Each line of the data must be set down again without a single difference.

Segment Start: EXERCISE MATERIAL

pub mod snapshot;

use chrono::{DateTime, Utc};
use rust_decimal::Decimal;
use serde::{Deserialize, Serialize};
use uuid::Uuid;

pub use snapshot::{ConflictChoice, ConflictPrompt, SyncSnapshot, SyncSummary};

/// The entity kinds tracked by the commit log and the sync engine.
#[derive(Debug, Clone, Copy, PartialEq, Eq, Hash, Serialize, Deserialize)]
#[serde(rename_all = "snake_case")]
pub enum EntityKind {
    Envelope,
    Transaction,
    Bill,
}

impl EntityKind {
    pub fn as_str(&self) -> &'static str {
        match self {
            Self::Envelope => "envelope",
            Self::Transaction => "transaction",
            Self::Bill => "bill",
        }
    }
}

impl std::str::FromStr for EntityKind {
    type Err = String;

    fn from_str(s: &str) -> Result<Self, Self::Err> {
        match s {
            "envelope" => Ok(Self::Envelope),
            "transaction" => Ok(Self::Transaction),
            "bill" => Ok(Self::Bill),
            _ => Err(format!("unknown entity kind: {s}")),
        }
    }
}

impl std::fmt::Display for EntityKind {
    fn fmt(&self, f: &mut std::fmt::Formatter<'_>) -> std::fmt::Result {
        f.write_str(self.as_str())
    }
}

/// The shape of one entity-level mutation inside a commit.
#[derive(Debug, Clone, Copy, PartialEq, Eq, Serialize, Deserialize)]
#[serde(rename_all = "snake_case")]
pub enum ChangeOp {
    Create,
    Update,
    Delete,
}

impl ChangeOp {
    pub fn as_str(&self) -> &'static str {
        match self {
            Self::Create => "create",
            Self::Update => "update",
            Self::Delete => "delete",
        }
    }
}

impl std::str::FromStr for ChangeOp {
    type Err = String;

    fn from_str(s: &str) -> Result<Self, Self::Err> {
        match s {
            "create" => Ok(Self::Create),
            "update" => Ok(Self::Update),
            "delete" => Ok(Self::Delete),
            _ => Err(format!("unknown change op: {s}")),
        }
    }
}

impl std::fmt::Display for ChangeOp {
    fn fmt(&self, f: &mut std::fmt::Formatter<'_>) -> std::fmt::Result {
        f.write_str(self.as_str())
    }
}

/// A spending envelope: a named pot of money within the budget.
#[derive(Debug, Clone, PartialEq, Serialize, Deserialize)]
pub struct Envelope {
    pub id: Uuid,
    pub name: String,
    pub category: String,
    pub balance: Decimal,
    pub updated_at: DateTime<Utc>,
}

impl Envelope {
    pub fn new(name: &str, category: &str, balance: Decimal) -> Self {
        Self {
            id: Uuid::now_v7(),
            name: name.to_string(),
            category: category.to_string(),
            balance,
            updated_at: Utc::now(),
        }
    }
}

/// A ledger transaction, optionally attributed to an envelope.
#[derive(Debug, Clone, PartialEq, Serialize, Deserialize)]
pub struct Transaction {
    pub id: Uuid,
    pub envelope_id: Option<Uuid>,
    pub description: String,
    pub amount: Decimal,
    pub date: DateTime<Utc>,
    pub updated_at: DateTime<Utc>,
}

impl Transaction {
    pub fn new(description: &str, amount: Decimal) -> Self {
        let now = Utc::now();
        Self {
            id: Uuid::now_v7(),
            envelope_id: None,
            description: description.to_string(),
            amount,
            date: now,
            updated_at: now,
        }
    }

    pub fn with_envelope(mut self, envelope_id: Uuid) -> Self {
        self.envelope_id = Some(envelope_id);
        self
    }
}

/// A recurring bill.
#[derive(Debug, Clone, PartialEq, Serialize, Deserialize)]
pub struct Bill {
    pub id: Uuid,
    pub name: String,
    pub amount: Decimal,
    pub due_date: DateTime<Utc>,
    pub frequency: String,
    pub envelope_id: Option<Uuid>,
    pub updated_at: DateTime<Utc>,
}

impl Bill {
    pub fn new(name: &str, amount: Decimal, due_date: DateTime<Utc>) -> Self {
        Self {
            id: Uuid::now_v7(),
            name: name.to_string(),
            amount,
            due_date,
            frequency: "monthly".to_string(),
            envelope_id: None,
            updated_at: Utc::now(),
        }
    }
}

/// Singleton budget-level totals, versioned for sync.
#[derive(Debug, Clone, PartialEq, Serialize, Deserialize)]
pub struct BudgetMeta {
    pub unassigned_cash: Decimal,
    pub actual_balance: Decimal,
    pub last_modified: DateTime<Utc>,
    pub sync_version: u64,
}

impl Default for BudgetMeta {
    fn default() -> Self {
        Self {
            unassigned_cash: Decimal::ZERO,
            actual_balance: Decimal::ZERO,
            // A never-touched budget dates from the epoch, so any real
            // modification on either side is unambiguously newer.
            last_modified: DateTime::UNIX_EPOCH,
            sync_version: 0,
        }
    }
}

/// An immutable record of one logical local mutation, chained to its parent.
#[derive(Debug, Clone, PartialEq, Serialize, Deserialize)]
pub struct Commit {
    /// Content-derived hash covering parent, author, timestamp, message,
    /// device fingerprint, and the full change set.
    pub hash: String,
    pub timestamp: DateTime<Utc>,
    pub message: String,
    pub author: String,
    pub parent_hash: Option<String>,
    pub device_fingerprint: String,
}

/// One entity-level mutation attributed to a commit.
///
/// `old_value` is `None` iff the op is a create; `new_value` is `None` iff
/// the op is a delete.
#[derive(Debug, Clone, PartialEq, Serialize, Deserialize)]
pub struct Change {
    pub commit_hash: String,
    pub entity: EntityKind,
    pub entity_id: String,
    pub op: ChangeOp,
    pub description: String,
    pub old_value: Option<serde_json::Value>,
    pub new_value: Option<serde_json::Value>,
}

#[cfg(test)]
mod tests {
    use super::*;

    #[test]
    fn entity_kind_roundtrip() {
        for kind in [EntityKind::Envelope, EntityKind::Transaction, EntityKind::Bill] {
            assert_eq!(kind.as_str().parse::<EntityKind>().unwrap(), kind);
        }
        assert!("budget".parse::<EntityKind>().is_err());
    }

    #[test]
    fn change_op_roundtrip() {
        for op in [ChangeOp::Create, ChangeOp::Update, ChangeOp::Delete] {
            assert_eq!(op.as_str().parse::<ChangeOp>().unwrap(), op);
        }
        assert!("modify".parse::<ChangeOp>().is_err());
    }

    #[test]
    fn entity_kind_serde_uses_snake_case() {
        let json = serde_json::to_string(&EntityKind::Envelope).unwrap();
        assert_eq!(json, "\"envelope\"");
    }

    #[test]
    fn transaction_builder_attaches_envelope() {
        let envelope = Envelope::new("Groceries", "food", Decimal::new(12000, 2));
        let tx = Transaction::new("weekly shop", Decimal::new(-4550, 2))
            .with_envelope(envelope.id);
        assert_eq!(tx.envelope_id, Some(envelope.id));
    }

    #[test]
    fn budget_meta_defaults_to_version_zero() {
        let meta = BudgetMeta::default();
        assert_eq!(meta.sync_version, 0);
        assert_eq!(meta.unassigned_cash, Decimal::ZERO);
    }
}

Segment End: EXERCISE MATERIAL

RESULT OF THE TASK -
pub mod snapshot;

use chrono::{DateTime, Utc};
use rust_decimal::Decimal;
use serde::{Deserialize, Serialize};
use uuid::Uuid;

pub use snapshot::{ConflictChoice, ConflictPrompt, SyncSnapshot, SyncSummary};

/// The entity kinds tracked by the commit log and the sync engine.
#[derive(Debug, Clone, Copy, PartialEq, Eq, Hash, Serialize, Deserialize)]
#[serde(rename_all = "snake_case")]
pub enum EntityKind {
    Envelope,
    Transaction,
    Bill,
}

impl EntityKind {
    pub fn as_str(&self) -> &'static str {
        match self {
            Self::Envelope => "envelope",
            Self::Transaction => "transaction",
            Self::Bill => "bill",
        }
    }
}

impl std::str::FromStr for EntityKind {
    type Err = String;

    fn from_str(s: &str) -> Result<Self, Self::Err> {
        match s {
            "envelope" => Ok(Self::Envelope),
            "transaction" => Ok(Self::Transaction),
            "bill" => Ok(Self::Bill),
            _ => Err(format!("unknown entity kind: {s}")),
        }
    }
}

impl std::fmt::Display for EntityKind {
    fn fmt(&self, f: &mut std::fmt::Formatter<'_>) -> std::fmt::Result {
        f.write_str(self.as_str())
    }
}

/// The shape of one entity-level mutation inside a commit.
#[derive(Debug, Clone, Copy, PartialEq, Eq, Serialize, Deserialize)]
#[serde(rename_all = "snake_case")]
pub enum ChangeOp {
    Create,
    Update,
    Delete,
}

impl ChangeOp {
    pub fn as_str(&self) -> &'static str {
        match self {
            Self::Create => "create",
            Self::Update => "update",
            Self::Delete => "delete",
        }
    }
}

impl std::str::FromStr for ChangeOp {
    type Err = String;

    fn from_str(s: &str) -> Result<Self, Self::Err> {
        match s {
            "create" => Ok(Self::Create),
            "update" => Ok(Self::Update),
            "delete" => Ok(Self::Delete),
            _ => Err(format!("unknown change op: {s}")),
        }
    }
}

impl std::fmt::Display for ChangeOp {
    fn fmt(&self, f: &mut std::fmt::Formatter<'_>) -> std::fmt::Result {
        f.write_str(self.as_str())
    }
}

/// A spending envelope: a named pot of money within the budget.
#[derive(Debug, Clone, PartialEq, Serialize, Deserialize)]
pub struct Envelope {
    pub id: Uuid,
    pub name: String,
    pub category: String,
    pub balance: Decimal,
    pub updated_at: DateTime<Utc>,
}

impl Envelope {
    pub fn new(name: &str, category: &str, balance: Decimal) -> Self {
        Self {
            id: Uuid::now_v7(),
            name: name.to_string(),
            category: category.to_string(),
            balance,
            updated_at: Utc::now(),
        }
    }
}

/// A ledger transaction, optionally attributed to an envelope.
#[derive(Debug, Clone, PartialEq, Serialize, Deserialize)]
pub struct Transaction {
    pub id: Uuid,
    pub envelope_id: Option<Uuid>,
    pub description: String,
    pub amount: Decimal,
    pub date: DateTime<Utc>,
    pub updated_at: DateTime<Utc>,
}

impl Transaction {
    pub fn new(description: &str, amount: Decimal) -> Self {
        let now = Utc::now();
        Self {
            id: Uuid::now_v7(),
            envelope_id: None,
            description: description.to_string(),
            amount,
            date: now,
            updated_at: now,
        }
    }

    pub fn with_envelope(mut self, envelope_id: Uuid) -> Self {
        self.envelope_id = Some(envelope_id);
        self
    }
}

/// A recurring bill.
#[derive(Debug, Clone, PartialEq, Serialize, Deserialize)]
pub struct Bill {
    pub id: Uuid,
    pub name: String,
    pub amount: Decimal,
    pub due_date: DateTime<Utc>,
    pub frequency: String,
    pub envelope_id: Option<Uuid>,
    pub updated_at: DateTime<Utc>,
}

impl Bill {
    pub fn new(name: &str, amount: Decimal, due_date: DateTime<Utc>) -> Self {
        Self {
            id: Uuid::now_v7(),
            name: name.to_string(),
            amount,
            due_date,
            frequency: "monthly".to_string(),
            envelope_id: None,
            updated_at: Utc::now(),
        }
    }
}

/// Singleton budget-level totals, versioned for sync.
#[derive(Debug, Clone, PartialEq, Serialize, Deserialize)]
pub struct BudgetMeta {
    pub unassigned_cash: Decimal,
    pub actual_balance: Decimal,
    pub last_modified: DateTime<Utc>,
    pub sync_version: u64,
}

impl Default for BudgetMeta {
    fn default() -> Self {
        Self {
            unassigned_cash: Decimal::ZERO,
            actual_balance: Decimal::ZERO,
            // A never-touched budget dates from the epoch, so any real
            // modification on either side is unambiguously newer.
            last_modified: DateTime::UNIX_EPOCH,
            sync_version: 0,
        }
    }
}

/// An immutable record of one logical local mutation, chained to its parent.
#[derive(Debug, Clone, PartialEq, Serialize, Deserialize)]
pub struct Commit {
    /// Content-derived hash covering parent, author, timestamp, message,
    /// device fingerprint, and the full change set.
    pub hash: String,
    pub timestamp: DateTime<Utc>,
    pub message: String,
    pub author: String,
    pub parent_hash: Option<String>,
    pub device_fingerprint: String,
}

/// One entity-level mutation attributed to a commit.
///
/// `old_value` is `None` iff the op is a create; `new_value` is `None` iff
/// the op is a delete.
#[derive(Debug, Clone, PartialEq, Serialize, Deserialize)]
pub struct Change {
    pub commit_hash: String,
    pub entity: EntityKind,
    pub entity_id: String,
    pub op: ChangeOp,
    pub description: String,
    pub old_value: Option<serde_json::Value>,
    pub new_value: Option<serde_json::Value>,
}

#[cfg(test)]
mod tests {
    use super::*;

    #[test]
    fn entity_kind_roundtrip() {
        for kind in [EntityKind::Envelope, EntityKind::Transaction, EntityKind::Bill] {
            assert_eq!(kind.as_str().parse::<EntityKind>().unwrap(), kind);
        }
        assert!("budget".parse::<EntityKind>().is_err());
    }

    #[test]
    fn change_op_roundtrip() {
        for op in [ChangeOp::Create, ChangeOp::Update, ChangeOp::Delete] {
            assert_eq!(op.as_str().parse::<ChangeOp>().unwrap(), op);
        }
        assert!("modify".parse::<ChangeOp>().is_err());
    }

    #[test]
    fn entity_kind_serde_uses_snake_case() {
        let json = serde_json::to_string(&EntityKind::Envelope).unwrap();
        assert_eq!(json, "\"envelope\"");
    }

    #[test]
    fn transaction_builder_attaches_envelope() {
        let envelope = Envelope::new("Groceries", "food", Decimal::new(12000, 2));
        let tx = Transaction::new("weekly shop", Decimal::new(-4550, 2))
            .with_envelope(envelope.id);
        assert_eq!(tx.envelope_id, Some(envelope.id));
    }

    #[test]
    fn budget_meta_defaults_to_version_zero() {
        let meta = BudgetMeta::default();
        assert_eq!(meta.sync_version, 0);
        assert_eq!(meta.unassigned_cash, Decimal::ZERO);
    }
}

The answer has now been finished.